This is a TIE-U post associated with Nick Bagley’s Health Reform and Its Legal Controversies (Michigan Law 866, Fall 2015). For related posts, see the course intro.
Throughout the litigation over the constitutionality of the individual mandate, the hardest question for the government was the one that Justice Kennedy eventually posed at oral argument. “[T]he question is whether or not,” on the government’s theory, “there are any limits on the Commerce Clause. Can you identify for us some limits?”
This question, sometimes reframed into the dreaded broccoli horrible, reflects an abiding conviction in our constitutional culture that Congress has only limited and enumerated powers. As the Solicitor General knew full well, the answer to Kennedy’s question had to be, “Yes, even on our theory, there are limits beyond which Congress cannot go.” Any other answer and he’d lose.
But it’s hard—not impossible, but hard—to articulate defensible limits. (Everyone agrees, by the way, that the bill of rights and other constitutional provisions limit Congress’s powers. But Kennedy wasn’t asking about those external limits. He was asking about the internal limits of Congress’s powers—the point at which the enumerated powers run out.)
At argument, for example, the Solicitor General said that the government’s rationale “would not justify forced purchases of commodities [read: broccoli] for the purpose of stimulating demand.” The government can’t create commerce, he said; it can just regulate “existing commerce, economic activity that is already going on, people’s participation in the health care market.”
Immediately, the justices leaped on that distinction. Why is the relevant market the health-care market? Why isn’t it the health-insurance market? And doesn’t the ACA create commerce in the insurance market—just what you say it can’t do? At any rate, aren’t people always participating in the food market, too? Wouldn’t forcing people to buy broccoli regulate their participation in that market?

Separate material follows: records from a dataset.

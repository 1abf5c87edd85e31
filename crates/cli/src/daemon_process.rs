// SPDX-License-Identifier: MIT

//! Background daemon spawn: a CLI that finds no daemon running forks,
//! calls `setsid`, and execs into the `socketleyd` binary from the
//! freshly-detached child; the parent polls the control socket for up
//! to 1 s waiting for it to come up.

use std::ffi::CString;
use std::os::unix::ffi::OsStrExt;
use std::path::PathBuf;

use crate::exit_error::ExitError;

/// Locate the `socketleyd` binary: next to the running CLI binary
/// first (the common installed layout), else `PATH`.
fn find_daemon_binary() -> PathBuf {
    if let Ok(exe) = std::env::current_exe() {
        if let Some(dir) = exe.parent() {
            let sibling = dir.join("socketleyd");
            if sibling.exists() {
                return sibling;
            }
        }
    }
    PathBuf::from("socketleyd")
}

/// Fork, detach into a new session, and exec `socketleyd` in the
/// child. Returns once the fork succeeds; the parent does not wait for
/// the daemon to finish starting up (the caller polls the socket).
pub fn spawn_daemon() -> Result<(), ExitError> {
    let binary = find_daemon_binary();
    let path = CString::new(binary.as_os_str().as_bytes())
        .map_err(|_| ExitError::fatal("daemon binary path contains a NUL byte"))?;
    let argv = [path.as_ptr(), std::ptr::null()];

    // SAFETY: between fork() and execv()/_exit() the child only calls
    // async-signal-safe libc functions, per the usual fork-then-exec
    // discipline — no allocation, no locking, no Rust runtime state.
    let pid = unsafe { libc::fork() };
    match pid {
        -1 => Err(ExitError::fatal(std::io::Error::last_os_error().to_string())),
        0 => {
            unsafe {
                libc::setsid();
                libc::execv(path.as_ptr(), argv.as_ptr());
                // execv only returns on failure.
                libc::_exit(127);
            }
        }
        _ => Ok(()),
    }
}

/// Read the pid the daemon recorded in its lock file (see
/// `sk-daemon`'s `lifecycle::acquire_lock`).
pub fn read_daemon_pid() -> Option<i32> {
    let path = crate::env::state_dir().join("daemon.pid");
    std::fs::read_to_string(path).ok()?.trim().parse().ok()
}

/// Send `SIGTERM` to the daemon pid, if one is recorded and the
/// process is actually alive.
pub fn signal_daemon(sig: i32) -> bool {
    match read_daemon_pid() {
        Some(pid) if unsafe { libc::kill(pid, 0) } == 0 => unsafe { libc::kill(pid, sig) == 0 },
        _ => false,
    }
}

#[cfg(test)]
#[path = "daemon_process_tests.rs"]
mod tests;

It’s not that these questions don’t have answers. They do. And it’s not like the activity-inactivity distinction that the Court adopted is easy to defend, either. In important respects, however, the government’s case bottomed out on the notion that the market for health care is unique. And five justices didn’t buy it.
But what if the Solicitor General could have avoided that whole mess? What if his response to Justice Kennedy’s question was “I don’t know if there are any limits, but who cares?” ¯\_(ツ)_/¯
My colleague Richard Primus has published a provocative article that tries to make that shruggie acceptable. It’s true, he says, that Congress’s powers are enumerated. But it doesn’t follow that they’re limited. Maybe Congress’s powers are limited, maybe they aren’t. It all depends:
Yes, specific lists are probably specific for a reason, at least most of the time, and “Congress can do these eighteen things” might seem like a funny way of authorizing Congress to legislate however it thinks best, subject to the limits of the political process and the affirmative prohibitions specified elsewhere in the Constitution. But as a conceptual rule, the claim that enumerated authorizations are always more limiting in practice than general authorizations is too sweeping. Consider this example: is “you can have chocolate, vanilla, or strawberry ice cream for dessert” more limiting in practice than the general authorization “you can have ice cream for dessert”? The answer on any given day might be yes or it might be no. It depends on the contents of the freezer.
To put it slightly differently, the right question is whether a particular statute falls within Congress’s enumerated powers. If it does, it shouldn’t trouble us if we struggle to articulate what Congress can’t do. “[N]o constitutional principle,” he writes, “bars the conclusion that Congress’s enumerated powers in practice authorize as much as a police power would.”
Primus is completely alive to the fact that he’s targeting one of the shibboleths of constitutional law. Part of the pleasure of the piece is watching the meticulousness with which he picks that shibboleth apart. Radical as the piece is, I come away persuaded (your mileage may vary). Whether Congress can make you buy broccoli just doesn’t bear on the constitutionality of the mandate.